* [Activity]:
Nothing outside the range below should be printed. Output exactly the lines from the line with "Key was deleted" to the line with "seconds, None if", both included.

* [Dataset records]:
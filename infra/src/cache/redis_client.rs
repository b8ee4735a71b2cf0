//! Redis cache client implementation
//!
//! This module provides a Redis client over a multiplexed connection with
//! retry logic at connection time, and the hash-of-fields operations the
//! session store is built on. Individual commands are never retried: a
//! failure is returned to the caller immediately.

use std::collections::HashMap;
use std::time::Duration;

use redis::{aio::MultiplexedConnection, AsyncCommands, Client};
use tokio::time::sleep;
use tracing::{debug, error, info, warn};

use crate::InfrastructureError;
use sk_shared::CacheConfig;

/// Cap on the delay between connection attempts
const MAX_RETRY_DELAY_MS: u64 = 5000;

/// Redis client with connection retry
///
/// Cloning is cheap: clones share the same multiplexed connection.
#[derive(Clone)]
pub struct RedisClient {
    /// Redis multiplexed connection for async operations
    connection: MultiplexedConnection,
}

impl RedisClient {
    /// Create a new Redis client
    ///
    /// Connection attempts follow `config.connect_retries` and back off
    /// exponentially from `config.retry_delay_ms`.
    ///
    /// # Returns
    /// * `Result<Self, InfrastructureError>` - Redis client or error
    pub async fn new(config: &CacheConfig) -> Result<Self, InfrastructureError> {
        info!(url = %mask_url(&config.url), "Creating Redis client");

        let client = Client::open(config.url.as_str()).map_err(|e| {
            error!(error = %e, "Failed to parse Redis URL");
            InfrastructureError::Config(format!("Invalid Redis URL: {}", e))
        })?;

        let connection = Self::create_connection_with_retry(
            client,
            config.connect_retries.max(1),
            config.retry_delay_ms,
        )
        .await?;

        info!("Redis client created successfully");
        Ok(Self { connection })
    }

    /// Create multiplexed connection with retry logic
    async fn create_connection_with_retry(
        client: Client,
        max_retries: u32,
        retry_delay_ms: u64,
    ) -> Result<MultiplexedConnection, InfrastructureError> {
        let mut attempts = 0;
        let mut delay = retry_delay_ms;

        loop {
            attempts += 1;
            debug!(attempt = attempts, "Attempting to connect to Redis");

            match client.get_multiplexed_async_connection().await {
                Ok(connection) => {
                    info!("Successfully connected to Redis");
                    return Ok(connection);
                }
                Err(e) if attempts < max_retries => {
                    warn!(
                        attempt = attempts,
                        max_retries,
                        error = %e,
                        "Failed to connect to Redis. Retrying in {}ms...",
                        delay
                    );
                    sleep(Duration::from_millis(delay)).await;
                    delay = next_delay(delay);
                }
                Err(e) => {
                    error!(
                        attempts,
                        error = %e,
                        "Failed to connect to Redis"
                    );
                    return Err(InfrastructureError::Cache(e));
                }
            }
        }
    }

    /// Replace the hash stored at `key` and set its expiry
    ///
    /// `DEL`, `HSET` and `EXPIRE` run as one `MULTI`/`EXEC` transaction so
    /// readers never observe fields from a previous write or a hash without
    /// a TTL. `fields` must not be empty: Redis has no empty hash, so the
    /// write would leave the key deleted.
    pub async fn hset_with_expiry(
        &self,
        key: &str,
        fields: &HashMap<String, String>,
        expiry_seconds: u64,
    ) -> Result<(), InfrastructureError> {
        debug!(key = %mask_key(key), expiry_seconds, "Writing hash");

        let items: Vec<(&str, &str)> = fields
            .iter()
            .map(|(k, v)| (k.as_str(), v.as_str()))
            .collect();

        let mut pipe = redis::pipe();
        pipe.atomic().del(key).ignore();
        pipe.hset_multiple(key, &items).ignore();
        pipe.cmd("EXPIRE").arg(key).arg(expiry_seconds).ignore();

        let mut conn = self.connection.clone();
        pipe.query_async::<_, ()>(&mut conn).await.map_err(|e| {
            error!(key = %mask_key(key), error = %e, "Failed to write hash");
            InfrastructureError::Cache(e)
        })
    }

    /// Read every field of the hash at `key`
    ///
    /// Redis answers `HGETALL` on a missing key with an empty hash, which is
    /// reported here as `None`.
    pub async fn hgetall(
        &self,
        key: &str,
    ) -> Result<Option<HashMap<String, String>>, InfrastructureError> {
        let mut conn = self.connection.clone();
        let fields: HashMap<String, String> = conn.hgetall(key).await.map_err(|e| {
            error!(key = %mask_key(key), error = %e, "Failed to read hash");
            InfrastructureError::Cache(e)
        })?;

        if fields.is_empty() {
            debug!(key = %mask_key(key), "Key not found");
            Ok(None)
        } else {
            Ok(Some(fields))
        }
    }

    /// Delete a key
    ///
    /// # Returns
    /// * `Ok(true)` - Key was deleted
    /// * `Ok(false)` - Key did not exist
    pub async fn delete(&self, key: &str) -> Result<bool, InfrastructureError> {
        let mut conn = self.connection.clone();
        let deleted: u32 = conn.del(key).await.map_err(|e| {
            error!(key = %mask_key(key), error = %e, "Failed to delete key");
            InfrastructureError::Cache(e)
        })?;

        debug!(key = %mask_key(key), deleted = deleted > 0, "Deleted key");
        Ok(deleted > 0)
    }

    /// Get time-to-live for a key
    ///
    /// # Returns
    /// * `Result<Option<i64>, InfrastructureError>` - TTL in seconds, None if
    ///   the key doesn't exist or has no expiry
    pub async fn ttl(&self, key: &str) -> Result<Option<i64>, InfrastructureError> {
        let mut conn = self.connection.clone();
        let ttl: i64 = conn.ttl(key).await.map_err(InfrastructureError::Cache)?;

        Ok((ttl >= 0).then_some(ttl))
    }
}

/// Exponential backoff step, capped
pub(crate) fn next_delay(delay: u64) -> u64 {
    delay.saturating_mul(2).min(MAX_RETRY_DELAY_MS)
}

/// Mask credentials in a Redis URL for logging
pub(crate) fn mask_url(url: &str) -> String {
    if let Some(at_pos) = url.rfind('@') {
        if let Some(proto_end) = url.find("://") {
            let proto = &url[..proto_end + 3];
            let host_part = &url[at_pos..];
            return format!("{}****{}", proto, host_part);
        }
    }
    url.to_string()
}

/// Shorten the hashed part of a session key for logging
pub(crate) fn mask_key(key: &str) -> String {
    match key.split_once(':') {
        Some((prefix, id)) if id.len() > 8 => {
            format!("{}:{}...", prefix, id.get(..8).unwrap_or(id))
        }
        _ => key.to_string(),
    }
}
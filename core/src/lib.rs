//! # SessionKeep Core
//!
//! Token lifecycle and domain layer for SessionKeep.
//! This crate contains domain entities, the session store and account
//! repository interfaces with in-memory implementations, the token and
//! verification services, and the error types shared by every layer.

pub mod domain;
pub mod errors;
pub mod repositories;
pub mod services;

// Re-export commonly used types for convenience
pub use domain::*;
pub use errors::*;
pub use repositories::*;
pub use services::*;
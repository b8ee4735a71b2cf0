//! Session records persisted in the key-value store.
//!
//! Key layout (inspected directly when debugging the store):
//! - `refreshToken:<sha256(raw refresh token)>` -> `{userId, jti}`
//! - `accessToken:<jti>` -> `{userId}`

use std::collections::HashMap;

use uuid::Uuid;

use super::token::SessionId;

/// Field set stored under a single key
pub type Fields = HashMap<String, String>;

pub const REFRESH_TOKEN_PREFIX: &str = "refreshToken";
pub const ACCESS_TOKEN_PREFIX: &str = "accessToken";

pub(crate) const FIELD_USER_ID: &str = "userId";
pub(crate) const FIELD_JTI: &str = "jti";

/// Store key for a refresh record
pub fn refresh_token_key(token_hash: &str) -> String {
    format!("{}:{}", REFRESH_TOKEN_PREFIX, token_hash)
}

/// Store key for an access record
pub fn access_token_key(session_id: SessionId) -> String {
    format!("{}:{}", ACCESS_TOKEN_PREFIX, session_id)
}

/// Refresh token record, keyed by the hash of the raw token
#[derive(Debug, Clone, PartialEq, Eq)]
pub struct RefreshRecord {
    pub user_id: Uuid,
    pub session_id: SessionId,
}

impl RefreshRecord {
    pub fn to_fields(&self) -> Fields {
        Fields::from([
            (FIELD_USER_ID.to_string(), self.user_id.to_string()),
            (FIELD_JTI.to_string(), self.session_id.to_string()),
        ])
    }

    /// Parses a stored field set; `None` when a field is missing or invalid
    pub fn from_fields(fields: &Fields) -> Option<Self> {
        Some(Self {
            user_id: fields.get(FIELD_USER_ID)?.parse().ok()?,
            session_id: fields.get(FIELD_JTI)?.parse().ok()?,
        })
    }
}

/// Access token record, keyed by session id
#[derive(Debug, Clone, PartialEq, Eq)]
pub struct AccessRecord {
    pub user_id: Uuid,
}

impl AccessRecord {
    pub fn to_fields(&self) -> Fields {
        Fields::from([(FIELD_USER_ID.to_string(), self.user_id.to_string())])
    }

    pub fn from_fields(fields: &Fields) -> Option<Self> {
        Some(Self {
            user_id: fields.get(FIELD_USER_ID)?.parse().ok()?,
        })
    }
}

#[cfg(test)]
mod tests {
    use super::*;

    #[test]
    fn test_key_layout() {
        let session_id: SessionId = "6f1f7c39-2bd5-4f5e-9a53-2d0c0b9b8c11".parse().unwrap();

        assert_eq!(refresh_token_key("abc123"), "refreshToken:abc123");
        assert_eq!(
            access_token_key(session_id),
            "accessToken:6f1f7c39-2bd5-4f5e-9a53-2d0c0b9b8c11"
        );
    }

    #[test]
    fn test_refresh_record_fields() {
        let record = RefreshRecord {
            user_id: Uuid::new_v4(),
            session_id: SessionId::new(),
        };
        let fields = record.to_fields();

        assert_eq!(fields.get("userId"), Some(&record.user_id.to_string()));
        assert_eq!(fields.get("jti"), Some(&record.session_id.to_string()));
        assert_eq!(RefreshRecord::from_fields(&fields), Some(record));
    }

    #[test]
    fn test_refresh_record_missing_jti() {
        let fields = Fields::from([("userId".to_string(), Uuid::new_v4().to_string())]);
        assert_eq!(RefreshRecord::from_fields(&fields), None);
    }

    #[test]
    fn test_access_record_invalid_user_id() {
        let fields = Fields::from([("userId".to_string(), "garbage".to_string())]);
        assert_eq!(AccessRecord::from_fields(&fields), None);
    }
}
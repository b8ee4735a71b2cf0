pub mod auth;
pub mod error;

pub use auth::*;
pub use error::{ErrorResponse, ErrorResponseExt};
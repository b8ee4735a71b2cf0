//! Business services containing domain logic and use cases.

pub mod auth;
pub mod token;
pub mod verification;

// Re-export commonly used types
pub use auth::{AccountSession, AuthService};
pub use token::{
    hash_secret, AccessTokenCodec, AccessVerifier, EntropySource, OsEntropy, TokenGenerator,
    TokenService, TokenServiceConfig,
};
pub use verification::{VerificationService, VerificationServiceConfig};
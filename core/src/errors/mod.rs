//! Domain-specific error types and error handling.

mod types;


pub use types::{StoreError, TokenError, TokenRejection};

use thiserror::Error;

/// Core domain errors (general purpose)
#[derive(Error, Debug)]
pub enum DomainError {
    #[error("Resource not found: {resource}")]
    NotFound { resource: String },

    #[error("Conflict: {message}")]
    Conflict { message: String },

    #[error("Internal error: {message}")]
    Internal { message: String },

    // Bridge to specific error types
    #[error(transparent)]
    Token(#[from] TokenError),

    #[error(transparent)]
    Store(#[from] StoreError),
}

impl DomainError {
    /// Errors the HTTP layer must answer with a uniform "unauthorized",
    /// without revealing which of them occurred.
    pub fn is_unauthorized(&self) -> bool {
        matches!(
            self,
            DomainError::Token(
                TokenError::InvalidSession
                    | TokenError::SessionRevoked
                    | TokenError::InvalidAccessToken(_)
                    | TokenError::VerificationNotFound
            )
        )
    }

    /// Errors caused by a failing collaborator rather than by the request
    pub fn is_server_fault(&self) -> bool {
        matches!(
            self,
            DomainError::Store(_)
                | DomainError::Internal { .. }
                | DomainError::Token(
                    TokenError::EntropyUnavailable
                        | TokenError::SigningFailed
                        | TokenError::IssuanceFailed { .. }
                )
        )
    }

    /// Stable error code for logs and API bodies
    pub fn code(&self) -> &'static str {
        match self {
            DomainError::NotFound { .. } => "NOT_FOUND",
            DomainError::Conflict { .. } => "CONFLICT",
            DomainError::Internal { .. } => "INTERNAL_ERROR",
            DomainError::Token(e) => e.code(),
            DomainError::Store(e) => e.code(),
        }
    }
}

pub type DomainResult<T> = Result<T, DomainError>;
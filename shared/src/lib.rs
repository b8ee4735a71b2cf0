//! Shared configuration and telemetry for SessionKeep server crates
//!
//! This crate provides functionality used across all server modules:
//! - Configuration types loaded from the environment
//! - Tracing subscriber bootstrap

pub mod config;
pub mod telemetry;

// Re-export commonly used items at crate root
pub use config::{
    AppConfig, AuthConfig, CacheConfig, Environment, JwtConfig, LogFormat, LoggingConfig,
    RefreshCookieConfig, VerificationConfig,
};
pub use telemetry::init_tracing;
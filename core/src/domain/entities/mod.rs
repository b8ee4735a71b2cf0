//! Domain entities representing core business objects.

pub mod account;
pub mod session;
pub mod token;
pub mod verification;

// Re-export commonly used types
pub use account::Account;
pub use session::{access_token_key, refresh_token_key, AccessRecord, Fields, RefreshRecord};
pub use token::{
    AccessPrincipal, Claims, PriorSession, SessionId, TokenPair, ACCESS_TOKEN_EXPIRY_SECONDS,
    REFRESH_TOKEN_BYTES, REFRESH_TOKEN_EXPIRY_SECONDS,
};
pub use verification::{IssuedVerification, VerificationPurpose, VerificationRecord};
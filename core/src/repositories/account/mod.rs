pub mod r#trait {
    pub use super::trait_::*;
}
#[path = "trait.rs"]
mod trait_;
pub mod memory;

pub use memory::InMemoryAccountRepository;
pub use r#trait::AccountRepository;

#[cfg(test)]
mod tests;
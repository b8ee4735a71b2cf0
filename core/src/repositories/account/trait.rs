//! Account repository trait defining the interface the token lifecycle needs
//! from the account store.

use async_trait::async_trait;
use uuid::Uuid;

use crate::domain::entities::account::Account;
use crate::errors::DomainError;

/// Repository trait for the account profile store.
///
/// Only the two operations the token lifecycle depends on are modelled here:
/// reading the live `jwt_version` and persisting a bumped one.
#[async_trait]
pub trait AccountRepository: Send + Sync {
    /// Find an account by ID
    ///
    /// # Returns
    /// * `Ok(Some(Account))` - Account found
    /// * `Ok(None)` - No account with the given ID
    /// * `Err(DomainError)` - Store error occurred
    async fn find_by_id(&self, id: Uuid) -> Result<Option<Account>, DomainError>;

    /// Persist an account, replacing any stored version of it
    async fn save(&self, account: Account) -> Result<Account, DomainError>;
}
//! Environment configuration module

use serde::{Deserialize, Serialize};
use std::env;

/// Application environment
#[derive(Debug, Clone, Copy, PartialEq, Eq, Deserialize, Serialize)]
#[serde(rename_all = "lowercase")]
pub enum Environment {
    /// Development environment
    Development,
    /// Staging/test environment
    Staging,
    /// Production environment
    Production,
}

impl Environment {
    /// Check if running in production
    pub fn is_production(&self) -> bool {
        matches!(self, Environment::Production)
    }

    /// Get environment from ENV variable
    pub fn from_env() -> Self {
        env::var("ENVIRONMENT")
            .or_else(|_| env::var("RUST_ENV"))
            .unwrap_or_else(|_| String::from("development"))
            .parse()
            .unwrap_or(Environment::Development)
    }
}

impl Default for Environment {
    fn default() -> Self {
        Environment::Development
    }
}

impl std::fmt::Display for Environment {
    fn fmt(&self, f: &mut std::fmt::Formatter<'_>) -> std::fmt::Result {
        match self {
            Environment::Development => write!(f, "development"),
            Environment::Staging => write!(f, "staging"),
            Environment::Production => write!(f, "production"),
        }
    }
}

impl std::str::FromStr for Environment {
    type Err = String;

    fn from_str(s: &str) -> Result<Self, Self::Err> {
        match s.to_lowercase().as_str() {
            "development" | "dev" => Ok(Environment::Development),
            "staging" | "stage" | "test" => Ok(Environment::Staging),
            "production" | "prod" => Ok(Environment::Production),
            _ => Err(format!("Invalid environment: {}", s)),
        }
    }
}

/// Log format enumeration
#[derive(Debug, Clone, Copy, PartialEq, Eq, Deserialize, Serialize)]
#[serde(rename_all = "lowercase")]
pub enum LogFormat {
    Json,
    Pretty,
    Compact,
}

impl std::str::FromStr for LogFormat {
    type Err = String;

    fn from_str(s: &str) -> Result<Self, Self::Err> {
        match s.to_lowercase().as_str() {
            "json" => Ok(LogFormat::Json),
            "pretty" => Ok(LogFormat::Pretty),
            "compact" => Ok(LogFormat::Compact),
            _ => Err(format!("Invalid log format: {}", s)),
        }
    }
}

/// Logging configuration
#[derive(Debug, Clone, Deserialize, Serialize)]
pub struct LoggingConfig {
    /// Default filter directive (trace, debug, info, warn, error)
    pub level: String,

    /// Log format (json, pretty, compact)
    #[serde(default = "default_log_format")]
    pub format: LogFormat,

    /// Include source location in logs
    #[serde(default)]
    pub source_location: bool,
}

impl Default for LoggingConfig {
    fn default() -> Self {
        Self {
            level: String::from("info"),
            format: default_log_format(),
            source_location: false,
        }
    }
}

impl LoggingConfig {
    /// Create logging config for environment
    pub fn for_environment(env: Environment) -> Self {
        match env {
            Environment::Development => Self {
                level: String::from("debug"),
                format: LogFormat::Pretty,
                source_location: true,
            },
            Environment::Staging => Self {
                level: String::from("info"),
                format: LogFormat::Json,
                source_location: false,
            },
            Environment::Production => Self {
                level: String::from("warn"),
                format: LogFormat::Json,
                source_location: false,
            },
        }
    }

    /// Environment defaults overridden by `LOG_LEVEL` and `LOG_FORMAT`
    pub fn from_env(env: Environment) -> Self {
        let defaults = Self::for_environment(env);
        Self {
            level: std::env::var("LOG_LEVEL").unwrap_or(defaults.level),
            format: super::env_or("LOG_FORMAT", defaults.format),
            source_location: defaults.source_location,
        }
    }
}

fn default_log_format() -> LogFormat {
    LogFormat::Pretty
}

* [Response area]:
    /// * `Ok(true)` - Key was deleted
    /// * `Ok(false)` - Key did not exist
    pub async fn delete(&self, key: &str) -> Result<bool, InfrastructureError> {
        let mut conn = self.connection.clone();
        let deleted: u32 = conn.del(key).await.map_err(|e| {
            error!(key = %mask_key(key), error = %e, "Failed to delete key");
            InfrastructureError::Cache(e)
        })?;

        debug!(key = %mask_key(key), deleted = deleted > 0, "Deleted key");
        Ok(deleted > 0)
    }

    /// Get time-to-live for a key
    ///
    /// # Returns
    /// * `Result<Option<i64>, InfrastructureError>` - TTL in seconds, None if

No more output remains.